By default, input is a flat stream of lines, with each input file's lines concatenated together: [line, line, ...]. The -f flag can be used to switch to file mode: [file, file, ...].

Operators come in three kinds:

  • Transform (map): apply to each element. l on ["Hello", "World"]["hello", "world"]
  • Filter: keep or remove elements. /x/ on ["ax", "", "cx"]["ax", "cx"]
  • Reduce: collapse array to a value. # on ["a", "b", "c"]3

Element-wise transforms (u, l, t, n, r, +) recurse through nested arrays automatically. Structural operators (d, #, o, O, selection) operate on the top-level array only—use @ to apply them at deeper levels.

Selection (0, :3, 0,2:5,8) is a reduce operator—it collapses the array to a subset. To apply selection within each element of a nested structure, use @ to descend first.

Use @ to descend into nested structures, ^ to ascend back up.

Type System

There are three types:

Type Description
array ordered collection of values
string text
number numeric value (converted from string via n)

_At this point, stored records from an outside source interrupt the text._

//! Decoder for Vagrant's `--machine-readable` output.
//!
//! Each line is `timestamp,target,type,data` where `data` is a list of
//! comma-separated fields. Commas and newlines inside a field are replaced
//! by placeholder tokens (see [`Escapes`]) so that the structural commas
//! stay unambiguous.

use crate::error::VexError;

/// Placeholder token Vagrant substitutes for a literal comma in a field.
pub const DEFAULT_COMMA_TOKEN: &str = "%!(VAGRANT_COMMA)";

/// Placeholder Vagrant substitutes for a literal newline: a backslash followed by `n`.
pub const DEFAULT_NEWLINE_TOKEN: &str = "\\n";

/// The pair of placeholder tokens used to escape data fields.
#[derive(Debug, Clone, PartialEq, Eq)]
pub struct Escapes {
    pub comma: String,
    pub newline: String,
}

impl Default for Escapes {
    fn default() -> Self {
        Self {
            comma: DEFAULT_COMMA_TOKEN.into(),
            newline: DEFAULT_NEWLINE_TOKEN.into(),
        }
    }
}

impl Escapes {
    /// Reverse the placeholder substitution on a single field.
    pub fn unescape(&self, field: &str) -> String {
        field.replace(&self.comma, ",").replace(&self.newline, "\n")
    }

    /// Apply the placeholder substitution to a single field.
    pub fn escape(&self, field: &str) -> String {
        field.replace(',', &self.comma).replace('\n', &self.newline)
    }
}

/// One decoded line of machine-readable output.
#[derive(Debug, Clone, PartialEq, Eq)]
pub struct Record {
    pub timestamp: i64,
    /// Machine name the record applies to; empty for global records.
    pub target: String,
    pub kind: String,
    pub data: Vec<String>,
}

impl Record {
    /// Render the record back into its wire form (without trailing newline).
    ///
    /// Fails with [`VexError::Unencodable`] when a value would not decode
    /// back to itself: a data field that already contains one of the token
    /// texts (e.g. a literal `\n` with the default tokens), or a target or
    /// kind containing a comma or newline.
    pub fn encode(&self, escapes: &Escapes) -> Result<String, VexError> {
        for header in [&self.target, &self.kind] {
            if header.contains([',', '\n']) {
                return Err(VexError::Unencodable {
                    value: header.clone(),
                });
            }
        }

        let data = self
            .data
            .iter()
            .map(|field| {
                let escaped = escapes.escape(field);
                if escaped.contains(',') || escapes.unescape(&escaped) != *field {
                    return Err(VexError::Unencodable {
                        value: field.clone(),
                    });
                }
                Ok(escaped)
            })
            .collect::<Result<Vec<_>, _>>()?;

        Ok(format!(
            "{},{},{},{}",
            self.timestamp,
            self.target,
            self.kind,
            data.join(",")
        ))
    }
}

/// Decode a machine-readable stream into records, preserving input order.
///
/// Any malformed line aborts the whole parse.
pub fn parse(raw: &[u8], escapes: &Escapes) -> Result<Vec<Record>, VexError> {
    let text = std::str::from_utf8(raw).map_err(|source| VexError::InvalidEncoding { source })?;

    let mut lines: Vec<&str> = text.split('\n').collect();
    if lines.last().is_some_and(|l| l.is_empty()) {
        lines.pop();
    }

    lines
        .into_iter()
        .enumerate()
        .map(|(i, line)| parse_line(i + 1, line.strip_suffix('\r').unwrap_or(line), escapes))
        .collect()
}

fn parse_line(line_no: usize, line: &str, escapes: &Escapes) -> Result<Record, VexError> {
    let mut parts = line.splitn(4, ',');
    let (Some(ts), Some(target), Some(kind), Some(data)) =
        (parts.next(), parts.next(), parts.next(), parts.next())
    else {
        return Err(VexError::MalformedRecord {
            line: line_no,
            content: line.to_string(),
        });
    };

    let timestamp = ts.trim().parse::<i64>().map_err(|_| VexError::InvalidTimestamp {
        line: line_no,
        value: ts.to_string(),
    })?;

    let data = if data.is_empty() {
        Vec::new()
    } else {
        data.split(',').map(|f| escapes.unescape(f)).collect()
    };

    Ok(Record {
        timestamp,
        target: target.to_string(),
        kind: kind.to_string(),
        data,
    })
}

/// Data of the first record of the given kind.
pub fn pluck_entry_data<'a>(records: &'a [Record], kind: &str) -> Result<&'a [String], VexError> {
    records
        .iter()
        .find(|r| r.kind == kind)
        .map(|r| r.data.as_slice())
        .ok_or_else(|| VexError::EntryNotFound { kind: kind.into() })
}

#[cfg(test)]
mod tests {
    use super::*;

    fn parse_str(s: &str) -> Result<Vec<Record>, VexError> {
        parse(s.as_bytes(), &Escapes::default())
    }

    #[test]
    fn parses_fields_in_order() {
        let records = parse_str(
            "1700000000,default,state,running\n1700000001,,version-installed,2.3.0\n",
        )
        .unwrap();
        assert_eq!(records.len(), 2);
        assert_eq!(records[0].timestamp, 1700000000);
        assert_eq!(records[0].target, "default");
        assert_eq!(records[0].kind, "state");
        assert_eq!(records[0].data, vec!["running"]);
        assert_eq!(records[1].target, "");
        assert_eq!(records[1].kind, "version-installed");
    }

    #[test]
    fn escaped_comma_stays_in_one_field() {
        let records =
            parse_str("1,,ui,info,Installed version: 2.3.0%!(VAGRANT_COMMA) installed").unwrap();
        assert_eq!(
            records[0].data,
            vec!["info", "Installed version: 2.3.0, installed"]
        );
    }

    #[test]
    fn escaped_newline_is_decoded() {
        let records = parse_str(r"1,web,ui,info,line one\nline two").unwrap();
        assert_eq!(records[0].data, vec!["info", "line one\nline two"]);
    }

    #[test]
    fn empty_data_gives_empty_fields() {
        let records = parse_str("1,default,metadata,\n").unwrap();
        assert!(records[0].data.is_empty());
    }

    #[test]
    fn trailing_empty_field_is_kept() {
        let records = parse_str("1,default,ui,info,").unwrap();
        assert_eq!(records[0].data, vec!["info", ""]);
    }

    #[test]
    fn crlf_line_endings() {
        let records = parse_str("1,a,state,running\r\n2,a,provider-name,libvirt\r\n").unwrap();
        assert_eq!(records[0].data, vec!["running"]);
        assert_eq!(records[1].data, vec!["libvirt"]);
    }

    #[test]
    fn too_few_commas_is_malformed() {
        let err = parse_str("1,default,state,running\n1,default,state\n").unwrap_err();
        assert!(matches!(err, VexError::MalformedRecord { line: 2, .. }));
    }

    #[test]
    fn blank_line_in_the_middle_is_malformed() {
        let err = parse_str("1,a,state,running\n\n2,a,state,saved\n").unwrap_err();
        assert!(matches!(err, VexError::MalformedRecord { line: 2, .. }));
    }

    #[test]
    fn bad_timestamp_is_rejected() {
        let err = parse_str("yesterday,a,state,running").unwrap_err();
        assert!(matches!(err, VexError::InvalidTimestamp { line: 1, .. }));
    }

    #[test]
    fn invalid_utf8_is_rejected() {
        let err = parse(b"1,a,state,\xff\xfe", &Escapes::default()).unwrap_err();
        assert!(matches!(err, VexError::InvalidEncoding { .. }));
    }

    #[test]
    fn empty_input_yields_no_records() {
        assert!(parse_str("").unwrap().is_empty());
    }

    #[test]
    fn custom_tokens() {
        let escapes = Escapes {
            comma: "<C>".into(),
            newline: "<N>".into(),
        };
        let records = parse(b"1,,ui,a<C>b<N>c", &escapes).unwrap();
        assert_eq!(records[0].data, vec!["a,b\nc"]);
    }

    #[test]
    fn escape_then_parse_restores_fields() {
        let default = Escapes::default();
        let custom = Escapes {
            comma: "<C>".into(),
            newline: "<N>".into(),
        };
        let cases: Vec<(&Escapes, Vec<&str>)> = vec![
            (&default, vec!["plain"]),
            (&default, vec!["a, b, c"]),
            (&default, vec!["first\nsecond"]),
            (&default, vec![",\n,\n", ""]),
            (&default, vec!["info", "vagrant-libvirt (0.12.2, global)"]),
            (&default, vec!["", "", "trailing"]),
            (&default, vec!["C:\\dir,other", "tab\there"]),
            (&custom, vec!["a,b\nc", r"back\slash\n kept"]),
            (&custom, vec!["%!(VAGRANT_COMMA) is just text here"]),
        ];

        for (escapes, fields) in &cases {
            let record = Record {
                timestamp: 42,
                target: "web".into(),
                kind: "ui".into(),
                data: fields.iter().map(|f| f.to_string()).collect(),
            };
            let line = record.encode(escapes).unwrap();
            assert_eq!(
                line.matches(',').count(),
                3 + fields.len() - 1,
                "structural commas in {line:?}"
            );
            let parsed = parse(line.as_bytes(), escapes).unwrap();
            assert_eq!(parsed, vec![record], "round trip of {fields:?}");
        }
    }

    #[test]
    fn encode_rejects_fields_containing_tokens() {
        let escapes = Escapes::default();
        for field in [r"C:\new,dir", "%!(VAGRANT_COMMA)", r"ends with \n"] {
            let record = Record {
                timestamp: 1,
                target: String::new(),
                kind: "ui".into(),
                data: vec![field.into()],
            };
            assert!(
                matches!(record.encode(&escapes), Err(VexError::Unencodable { .. })),
                "expected {field:?} to be rejected"
            );
        }
    }

    #[test]
    fn encode_rejects_comma_in_target() {
        let record = Record {
            timestamp: 1,
            target: "web,db".into(),
            kind: "state".into(),
            data: vec!["running".into()],
        };
        assert!(matches!(
            record.encode(&Escapes::default()),
            Err(VexError::Unencodable { .. })
        ));
    }

    #[test]
    fn pluck_returns_first_match() {
        let records = parse_str(
            "1,,version-installed,2.3.0\n2,,version-latest,2.4.1\n3,,version-installed,9.9.9\n",
        )
        .unwrap();
        assert_eq!(
            pluck_entry_data(&records, "version-installed").unwrap(),
            ["2.3.0"]
        );
        assert_eq!(
            pluck_entry_data(&records, "version-latest").unwrap(),
            ["2.4.1"]
        );
    }

    #[test]
    fn pluck_missing_kind() {
        let records =
            parse_str("1,,ui,info,Installed version: 2.3.0%!(VAGRANT_COMMA) installed").unwrap();
        let err = pluck_entry_data(&records, "version-installed").unwrap_err();
        match err {
            VexError::EntryNotFound { kind } => assert_eq!(kind, "version-installed"),
            other => panic!("unexpected error: {other}"),
        }
    }
}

Input is always an array of strings (lines). Operators like s create nested arrays, j flattens them. Numbers only exist after explicit conversion with n, and are used by numeric operators like +.

Split/Join Semantics

Strings have a semantic "level" that affects how s splits and j joins:

Level s splits into j joins with
file lines newline
line words space
word chars nothing

j also flattens arrays: [[a, b], [c]][a, b, c]

Operators

Quick Reference

Split/Join

Operator Meaning
s split natural
S<char> or S"<delim>" split on delimiter
j join/flatten natural
J<char> or J"<delim>" join with delimiter

Transform

Operator Meaning
l lowercase
L<selection> lowercase selected
u uppercase
U<selection> uppercase selected
r[<selection>]/<old>/<new>/ replace (regex), optionally in selected
n to number
N<selection> to number selected
t trim whitespace
T<selection> trim selected

Filter

Operator Meaning
/<regex>/ keep matching
!/<regex>/ keep non-matching
x delete empty

Reduce

Operator Meaning
<selection> select elements (index, slice, or multi)
o sort descending
O sort ascending
g<selection> group by
d dedupe with counts
D dedupe
# count
+ sum
c columnate
p<selection> partition at indices

Navigation

Operator Meaning
@ descend
^ ascend

Misc

Operator Meaning
; separator (no-op)

Operator Details

s - Split

Splits each element according to its semantic level:

  • file → splits into lines (on newlines)
  • line → splits into words (on whitespace)
  • word → splits into characters
["hello world", "foo bar"]  →  [["hello", "world"], ["foo", "bar"]]

S<delim> - Split on Delimiter

Splits on a custom delimiter. Use a single character directly, or quotes for multi-character delimiters:

  • S, splits on comma
  • S: splits on colon
  • S"::" splits on ::
# Split CSV
"a,b,c"  →  ["a", "b", "c"]   (with S,)

# Split on ::
"a::b::c"  →  ["a", "b", "c"]   (with S"::")

j - Join/Flatten

Behavior depends on the array contents:

  • Array of arrays: flattens one level into a single array
  • Array of strings/numbers: joins with space into a single string
# Flatten arrays
[["a", "b"], ["c", "d"]]  →  ["a", "b", "c", "d"]

# Join strings
["hello", "world"]  →  "hello world"

J<delim> - Join with Delimiter

Joins array elements with a custom delimiter:

  • J, joins with comma
  • J"\n" joins with newline
["a", "b", "c"]  →  "a,b,c"   (with J,)

l - Lowercase

Converts all text to lowercase. Works recursively on arrays.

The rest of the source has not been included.